All functionality is pluginized. The catalog implementation is pkg/common/catalog/ (catalog.go, builtin.go, bind.go). Built-in plugins and external plugins (loaded through HashiCorp go-plugin) implement the same catalog interface, so the loading path is uniform.

How a request flows

This traces a workload fetching an X509-SVID, end to end.

  1. The workload calls the streaming RPC FetchX509SVID over the UDS. The handler is pkg/agent/endpoints/workload/handler.go:251. The request body is empty and carries no credential.
  2. Workload attestation. The handler calls h.c.Attestor.Attest(ctx) at handler.go:256. The caller's PID comes from the connection itself: SPIRE reads the UDS peer credential from the kernel, using unix.GetsockoptUcred with SO_PEERCRED on Linux (pkg/common/peertracker/uds_linux.go:10) and LOCAL_PEERPID on BSD/macOS (pkg/common/peertracker/uds_bsd.go:13).
  3. The attestor body is pkg/agent/attestor/workload/workload.go:49 (Attest(ctx, pid)). It pulls the workload attestor plugins from the catalog and runs each in a goroutine to gather selectors from the PID (workload.go:55-87). It only returns an error if every plugin failed (workload.go:89-91).
  4. Rate limiting. h.rateLimit(ctx, MethodFetchX509SVID, selectors) at handler.go:262. The agent's own calls (such as the health check) are exempt via isAgent(ctx) at handler.go:86.
  5. Cache subscription. h.c.Manager.SubscribeToCacheChanges(ctx, selectors) at handler.go:266, which the manager maps to m.cache.SubscribeToWorkloadUpdates (pkg/agent/manager/manager.go:258). The SVID is not fetched from the server per request; the manager has already cached and rotated it.
  6. The streaming loop (handler.go:273-283) receives cache updates on subscriber.Updates(), keeps only the identities for this caller with filterIdentities, and writes the chain and key with sendX509SVIDResponse. It exits on ctx.Done(). When an SVID rotates, the new one is pushed onto the open stream rather than polled.

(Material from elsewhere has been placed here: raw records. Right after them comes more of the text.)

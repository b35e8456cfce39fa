use std::sync::Arc;
use tracing::debug;
use wf_core::SessionId;
use wf_feature::BackHandler;
use wf_feature::Feature;
use wf_store::BrowserAction;
use wf_store::BrowserStore;
use wf_store::DisplayOptions;
use wf_toolbar::ToolbarController;

/// Invoked with the id of a session whose screen should close.
pub type CloseListener = Arc<dyn Fn(&SessionId) + Send + Sync>;

pub(crate) fn noop_close_listener() -> CloseListener {
    Arc::new(|_| {})
}

/// Custom-tab chrome for one session. Brands the toolbar on start and closes
/// the custom tab on back.
pub struct CustomTabsIntegration {
    store: BrowserStore,
    session_id: SessionId,
    toolbar: Arc<dyn ToolbarController>,
    on_close: CloseListener,
    started: bool,
}

impl CustomTabsIntegration {
    pub fn new(
        store: BrowserStore,
        session_id: SessionId,
        toolbar: Arc<dyn ToolbarController>,
        on_close: CloseListener,
    ) -> Self {
        Self {
            store,
            session_id,
            toolbar,
            on_close,
            started: false,
        }
    }

    /// Options registered for the session's token, falling back to the ones
    /// the session was opened with.
    fn display_options(&self) -> Option<DisplayOptions> {
        let snapshot = self.store.current_snapshot();
        let config = snapshot.session(&self.session_id)?.custom_tab_config.as_ref()?;
        let options = match snapshot.custom_tab(&config.token) {
            Some(record) => record.options.clone(),
            None => config.options.clone(),
        };
        Some(options)
    }
}

impl Feature for CustomTabsIntegration {
    fn start(&mut self) {
        self.started = true;
        match self.display_options() {
            Some(options) => {
                self.toolbar.apply_display_options(&options);
                debug!(
                    session = %self.session_id,
                    title = options.title.as_deref().unwrap_or_default(),
                    toolbar_color = ?options.toolbar_color,
                    share = options.show_share_menu_item,
                    url_bar_hiding = options.enable_url_bar_hiding,
                    "custom tab integration started"
                );
            }
            None => debug!(
                session = %self.session_id,
                "custom tab integration started unbranded"
            ),
        }
    }

    fn stop(&mut self) {
        self.started = false;
        debug!(session = %self.session_id, "custom tab integration stopped");
    }

    fn back_handler(&mut self) -> Option<&mut dyn BackHandler> {
        Some(self)
    }
}

impl BackHandler for CustomTabsIntegration {
    /// Removes the custom-tab session and closes the screen. Not consumed when
    /// the session is already gone.
    fn on_back_pressed(&mut self) -> bool {
        if !self.started {
            return false;
        }
        if self.store.current_snapshot().session(&self.session_id).is_none() {
            debug!(session = %self.session_id, "custom tab session already removed");
            return false;
        }

        self.store.dispatch(BrowserAction::RemoveSession {
            session_id: self.session_id.clone(),
        });
        (self.on_close)(&self.session_id);
        true
    }
}
//! Session state published by the browser store.

use serde::Deserialize;
use serde::Serialize;
use std::collections::BTreeMap;
use std::collections::BTreeSet;
use wf_core::CustomTabToken;
use wf_core::SessionId;

/// Whole-application session state at one point in time.
#[derive(Debug, Clone, Default, PartialEq, Eq, Serialize, Deserialize)]
#[serde(rename_all = "camelCase")]
pub struct BrowserState {
    #[serde(default)]
    pub sessions: BTreeMap<SessionId, SessionRecord>,
    #[serde(default)]
    pub custom_tabs: BTreeMap<CustomTabToken, CustomTabRecord>,
    #[serde(default)]
    pub selected_session_id: Option<SessionId>,
}

impl BrowserState {
    pub fn session(&self, id: &SessionId) -> Option<&SessionRecord> {
        self.sessions.get(id)
    }

    pub fn selected_session(&self) -> Option<&SessionRecord> {
        self.selected_session_id
            .as_ref()
            .and_then(|id| self.sessions.get(id))
    }

    /// Finds the session opened for `token`. Matches on token identity only.
    pub fn custom_tab_session(&self, token: &CustomTabToken) -> Option<&SessionRecord> {
        self.sessions.values().find(|session| {
            session
                .custom_tab_config
                .as_ref()
                .is_some_and(|config| &config.token == token)
        })
    }

    pub fn custom_tab(&self, token: &CustomTabToken) -> Option<&CustomTabRecord> {
        self.custom_tabs.get(token)
    }
}

/// How a session came to exist.
#[derive(Debug, Clone, Copy, Default, PartialEq, Eq, Serialize, Deserialize)]
#[serde(rename_all = "snake_case")]
pub enum SessionSource {
    CustomTab,
    ActionView,
    #[default]
    Internal,
}

#[derive(Debug, Clone, PartialEq, Eq, Serialize, Deserialize)]
#[serde(rename_all = "camelCase")]
pub struct SessionRecord {
    pub id: SessionId,
    pub url: String,
    #[serde(default)]
    pub secure: bool,
    #[serde(default)]
    pub tracking_protection: bool,
    #[serde(default)]
    pub source: SessionSource,
    #[serde(default)]
    pub custom_tab_config: Option<CustomTabConfig>,
}

impl SessionRecord {
    pub fn new(id: SessionId, url: impl Into<String>) -> Self {
        Self {
            id,
            url: url.into(),
            secure: false,
            tracking_protection: true,
            source: SessionSource::Internal,
            custom_tab_config: None,
        }
    }

    /// Marks the session as opened by a host application under `token`.
    pub fn with_custom_tab(mut self, config: CustomTabConfig) -> Self {
        self.source = SessionSource::CustomTab;
        self.custom_tab_config = Some(config);
        self
    }

    pub fn with_source(mut self, source: SessionSource) -> Self {
        self.source = source;
        self
    }
}

#[derive(Debug, Clone, PartialEq, Eq, Serialize, Deserialize)]
#[serde(rename_all = "camelCase")]
pub struct CustomTabConfig {
    pub token: CustomTabToken,
    #[serde(default)]
    pub options: DisplayOptions,
}

impl CustomTabConfig {
    pub fn new(token: CustomTabToken) -> Self {
        Self {
            token,
            options: DisplayOptions::default(),
        }
    }
}

/// Branding the host application asked for.
#[derive(Debug, Clone, Default, PartialEq, Eq, Serialize, Deserialize)]
#[serde(rename_all = "camelCase")]
pub struct DisplayOptions {
    #[serde(default)]
    pub toolbar_color: Option<u32>,
    #[serde(default)]
    pub title: Option<String>,
    #[serde(default)]
    pub show_share_menu_item: bool,
    #[serde(default)]
    pub enable_url_bar_hiding: bool,
}

/// Per-token custom tab data kept by the store.
#[derive(Debug, Clone, PartialEq, Eq, Serialize, Deserialize)]
#[serde(rename_all = "camelCase")]
pub struct CustomTabRecord {
    pub token: CustomTabToken,
    #[serde(default)]
    pub trusted_origins: BTreeSet<String>,
    #[serde(default)]
    pub options: DisplayOptions,
}

impl CustomTabRecord {
    pub fn new(token: CustomTabToken) -> Self {
        Self {
            token,
            trusted_origins: BTreeSet::new(),
            options: DisplayOptions::default(),
        }
    }

    pub fn with_trusted_origins<I>(mut self, origins: I) -> Self
    where
        I: IntoIterator,
        I::Item: Into<String>,
    {
        self.trusted_origins = origins.into_iter().map(Into::into).collect();
        self
    }
}

#[cfg(test)]
mod tests {
    use super::BrowserState;
    use super::CustomTabConfig;
    use super::SessionRecord;
    use super::SessionSource;
    use wf_core::CustomTabToken;
    use wf_core::SessionId;

    fn state_with_custom_tab() -> BrowserState {
        let mut state = BrowserState::default();
        let session = SessionRecord::new(SessionId::new("s1"), "https://mozilla.com/")
            .with_custom_tab(CustomTabConfig::new(CustomTabToken::new("T1")));
        state.sessions.insert(session.id.clone(), session);
        state.sessions.insert(
            SessionId::new("s2"),
            SessionRecord::new(SessionId::new("s2"), "https://example.com/"),
        );
        state
    }

    #[test]
    fn finds_session_by_custom_tab_token() {
        let state = state_with_custom_tab();
        let found = state.custom_tab_session(&CustomTabToken::new("T1"));
        assert_eq!(found.map(|session| session.id.as_str()), Some("s1"));
        assert_eq!(found.map(|session| session.source), Some(SessionSource::CustomTab));
        assert!(state.custom_tab_session(&CustomTabToken::new("T2")).is_none());
    }

    #[test]
    fn deserializes_sparse_json() {
        let json = r#"{
            "sessions": {
                "s1": {
                    "id": "s1",
                    "url": "https://mozilla.com/",
                    "customTabConfig": {"token": "T1"}
                }
            },
            "customTabs": {
                "T1": {"token": "T1", "trustedOrigins": ["https://mozilla.com"]}
            }
        }"#;
        let state: BrowserState = match serde_json::from_str(json) {
            Ok(state) => state,
            Err(error) => panic!("{error}"),
        };
        let token = CustomTabToken::new("T1");
        assert!(state.custom_tab_session(&token).is_some());
        assert_eq!(
            state
                .custom_tab(&token)
                .map(|record| record.trusted_origins.len()),
            Some(1)
        );
        assert!(state.selected_session().is_none());
    }
}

Server-side signing happens outside this loop. The agent's rotator generates the key pair locally and sends a CSR to the server (pkg/agent/svid/rotator.go). The server CA receives only the public key, builds a template, signs it, and validates the resulting SPIFFE ID (pkg/server/ca/ca.go:341-358).

Key design decisions

  • No credential from the workload. Identity is derived only from kernel-verified process metadata (the PID from SO_PEERCRED, and the uid/gid/container ID derived from it). There is no bootstrap secret, so the secret distribution and rotation problem disappears.
  • Private keys never leave the node. The agent (or a workload via an SVID store) generates the key pair locally and sends only a CSR. The server CA references only params.PublicKey when signing (pkg/server/ca/ca.go:347). The server never holds the workload's private key.
  • Two-factor attestation. Node attestation (the agent proving itself with platform evidence) plus workload attestation (process attributes) form a hierarchy, where an entry's ParentId maps to the node and Selectors map to the workload.
  • Cache and push, not poll. The agent rotates SVIDs ahead of expiry and pushes updates to open streams, so workloads avoid a per-request round trip to the server.

Extension points

The plugin families are the extension surface. On the server: nodeattestor, upstreamauthority, keymanager, bundlepublisher, credentialcomposer, notifier (pkg/server/plugin/). On the agent: nodeattestor, keymanager, svidstore, workloadattestor (pkg/agent/plugin/). Plugins can be compiled in as built-ins or loaded as external processes through the same catalog interface (pkg/common/catalog/).